Three years ago
today
one of my best friends went to Heaven to be with his Savior and Ultimate Healer.
There are questions that I have that I may never have the answer to, but that is okay. Because the one answer that I have for certain and without any question is that God is in control, never changing, and is the holder of Truth.
Ever since the funeral, people have always told me that with time things will get better and easier for me, but I think we overuse this phrase. It is not time that has healed me or given me the strength and understanding to move forward, it is God who has used this concept called time that He has created, to assist this healing process.
There are many days of ups and downs and conflicting emotions, but I have never once felt angry with God. His presence has overwhelmed me with peace and comfort, and has used me in such a way to tell this story and hopefully change someone else’s life through it, for Jesus Christ. Yes I miss him constantly, yes there are days where I question why it had to happen, and why it happened the way it did, but these questions when asked to the right person, being God, can transform your relationship with Him; that is what it did for me! Heartbreak and tragedy turned into seeking and chasing a more intimate relationship with Him.
There are nights where I dream about my dad and even some days where I feel that I see him. I will never forget one night when I was at worship practice, I was leading a song and had my eyes closed. As the pews were empty, I opened up my eyes and felt as though I could see him sitting in the very back pew, just glowing, smiling, and worshipping along with me. That is how awesome our God is. He reveals himself to us every day in such marvelous and unique ways, and I was so blessed to be able to witness it that night!
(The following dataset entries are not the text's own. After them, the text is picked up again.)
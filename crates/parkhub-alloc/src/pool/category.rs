//! Mutex-guarded spot pool for one family of vehicle types.

use std::sync::Arc;

use tokio::sync::Mutex;
use tracing::{info, warn};

use parkhub_core::error::AppError;
use parkhub_core::traits::Clock;
use parkhub_core::types::SpotId;
use parkhub_entity::{SpotKind, Vehicle};

use crate::spot::Spot;
use crate::ticket::Ticket;

use super::allocation::{AllocationResult, PoolStatus};
use super::kind::PoolKind;

/// Spots owned by a pool. Only touched with the pool's lock held.
#[derive(Debug, Default)]
struct InnerState {
    /// Spots in insertion order; the first free fitting spot wins.
    spots: Vec<Spot>,
}

impl InnerState {
    fn total(&self) -> u32 {
        self.spots.len() as u32
    }

    fn available(&self) -> u32 {
        self.spots.iter().filter(|s| s.is_free()).count() as u32
    }
}

/// A pool of spots for one [`PoolKind`].
///
/// `try_acquire` and `release` each run as a single critical section, so
/// a free spot can never be handed to two tickets. The lock is never held
/// across logging or calls into other components.
#[derive(Debug)]
pub struct CategoryPool {
    /// Name of the floor this pool lives on.
    floor: Arc<str>,
    /// Acceptance predicate.
    kind: PoolKind,
    /// Protected spot collection.
    state: Mutex<InnerState>,
    /// Time source stamped on issued tickets.
    clock: Arc<dyn Clock>,
}

impl CategoryPool {
    /// Creates an empty pool.
    pub fn new(floor: impl Into<Arc<str>>, kind: PoolKind, clock: Arc<dyn Clock>) -> Self {
        Self {
            floor: floor.into(),
            kind,
            state: Mutex::new(InnerState::default()),
            clock,
        }
    }

    pub fn kind(&self) -> PoolKind {
        self.kind
    }

    pub fn floor(&self) -> &str {
        &self.floor
    }

    /// Appends a free spot.
    ///
    /// Takes the lock, so spots may be added while traffic is flowing.
    /// A spot kind this pool does not hold is a configuration error.
    pub async fn add_spot(&self, spot_kind: SpotKind) -> Result<SpotId, AppError> {
        if !self.kind.holds(spot_kind) {
            return Err(AppError::configuration(format!(
                "Cannot add a {spot_kind} spot to the {} pool on floor {}",
                self.kind, self.floor
            )));
        }

        let spot = Spot::new(spot_kind);
        let id = spot.id();
        let total = {
            let mut state = self.state.lock().await;
            state.spots.push(spot);
            state.total()
        };

        info!(
            floor = %self.floor,
            pool = %self.kind,
            spot_kind = %spot_kind,
            spot_id = %id,
            total = total,
            "Spot added"
        );

        Ok(id)
    }

    /// Atomically finds the first free spot that fits `vehicle`, occupies
    /// it, and issues a ticket bound to it.
    ///
    /// Returns [`AllocationResult::Denied`] when no spot fits; the pool is
    /// left untouched in that case. A vehicle type outside this pool's
    /// acceptance set is a configuration error, never a denial.
    pub async fn try_acquire(&self, vehicle: &Vehicle) -> Result<AllocationResult, AppError> {
        let vehicle_type = vehicle.vehicle_type;
        if !self.kind.accepts(vehicle_type) {
            return Err(AppError::configuration(format!(
                "The {} pool on floor {} does not serve {vehicle_type} vehicles",
                self.kind, self.floor
            )));
        }

        let entered_at = self.clock.now();
        let mut state = self.state.lock().await;
        let ticket = state
            .spots
            .iter_mut()
            .find(|spot| spot.is_free() && spot.kind().fits(vehicle_type))
            .map(|spot| {
                let ticket = Ticket::issue(
                    vehicle.clone(),
                    Arc::clone(&self.floor),
                    self.kind,
                    spot.id(),
                    spot.kind(),
                    entered_at,
                );
                spot.occupy(ticket.id());
                ticket
            });
        let available = state.available();
        drop(state);

        match ticket {
            Some(ticket) => {
                info!(
                    floor = %self.floor,
                    pool = %self.kind,
                    vehicle = %vehicle.number,
                    spot_id = %ticket.spot_id(),
                    ticket_id = %ticket.id(),
                    available = available,
                    "Spot allocated"
                );
                Ok(AllocationResult::Granted(ticket))
            }
            None => {
                warn!(
                    floor = %self.floor,
                    pool = %self.kind,
                    vehicle = %vehicle.number,
                    available = available,
                    "No spot available"
                );
                Ok(AllocationResult::Denied {
                    reason: format!(
                        "No space for {vehicle_type} {} on floor {}",
                        vehicle.number, self.floor
                    ),
                })
            }
        }
    }

    /// Frees the spot bound to `ticket`.
    ///
    /// The spot is freed only if it is still held by this exact ticket.
    /// Releasing the same ticket twice is reported as a conflict and
    /// changes nothing, even if another ticket has since taken the spot.
    /// A ticket issued by a different pool is a configuration error.
    pub async fn release(&self, ticket: &Ticket) -> Result<(), AppError> {
        if ticket.pool_kind() != self.kind {
            return Err(AppError::configuration(format!(
                "Ticket {} belongs to the {} pool, not the {} pool",
                ticket.id(),
                ticket.pool_kind(),
                self.kind
            )));
        }

        let mut state = self.state.lock().await;
        let outcome = match state.spots.iter_mut().find(|s| s.id() == ticket.spot_id()) {
            None => Err(AppError::configuration(format!(
                "Spot {} is not managed by the {} pool on floor {}",
                ticket.spot_id(),
                self.kind,
                self.floor
            ))),
            Some(spot) if spot.holder() == Some(ticket.id()) => {
                spot.vacate();
                Ok(())
            }
            Some(_) => Err(AppError::conflict(format!(
                "Ticket {} was already released",
                ticket.id()
            ))),
        };
        let available = state.available();
        drop(state);

        match &outcome {
            Ok(()) => info!(
                floor = %self.floor,
                pool = %self.kind,
                vehicle = %ticket.vehicle().number,
                spot_id = %ticket.spot_id(),
                ticket_id = %ticket.id(),
                available = available,
                "Spot released"
            ),
            Err(e) => warn!(
                floor = %self.floor,
                pool = %self.kind,
                ticket_id = %ticket.id(),
                error = %e,
                "Release rejected"
            ),
        }

        outcome
    }

    /// Number of free spots.
    pub async fn available_count(&self) -> u32 {
        self.state.lock().await.available()
    }

    /// Number of occupied spots.
    pub async fn occupied_count(&self) -> u32 {
        let state = self.state.lock().await;
        state.total() - state.available()
    }

    /// Number of spots in the pool.
    pub async fn total_count(&self) -> u32 {
        self.state.lock().await.total()
    }

    /// Consistent snapshot of all counts, taken under one lock acquisition.
    pub async fn status(&self) -> PoolStatus {
        let state = self.state.lock().await;
        let total = state.total();
        let available = state.available();
        PoolStatus {
            floor: self.floor.to_string(),
            kind: self.kind,
            total,
            occupied: total - available,
            available,
        }
    }

    /// One-line human readable status.
    pub async fn describe_status(&self) -> String {
        let status = self.status().await;
        format!(
            "[{} pool] Total: {}, Available: {}",
            self.kind, status.total, status.available
        )
    }

    /// Copy of the spots in allocation order.
    pub async fn spots(&self) -> Vec<Spot> {
        self.state.lock().await.spots.clone()
    }
}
Loss and suffering is hard. God never told us it would be easy, but what He did say is that He understands and He shares in our suffering. God understands loss and tragedy. He understood it the day that He lost His Son to die for you and me. So if you ever reach a point in your life where you experience this, always remember that you are not alone, and that Christ has already overcome this situation for you!
I will always miss my dad, but Christ has filled the emptiness that I had felt when He left this earth, and has assured me that I will never be fatherless, and neither will you!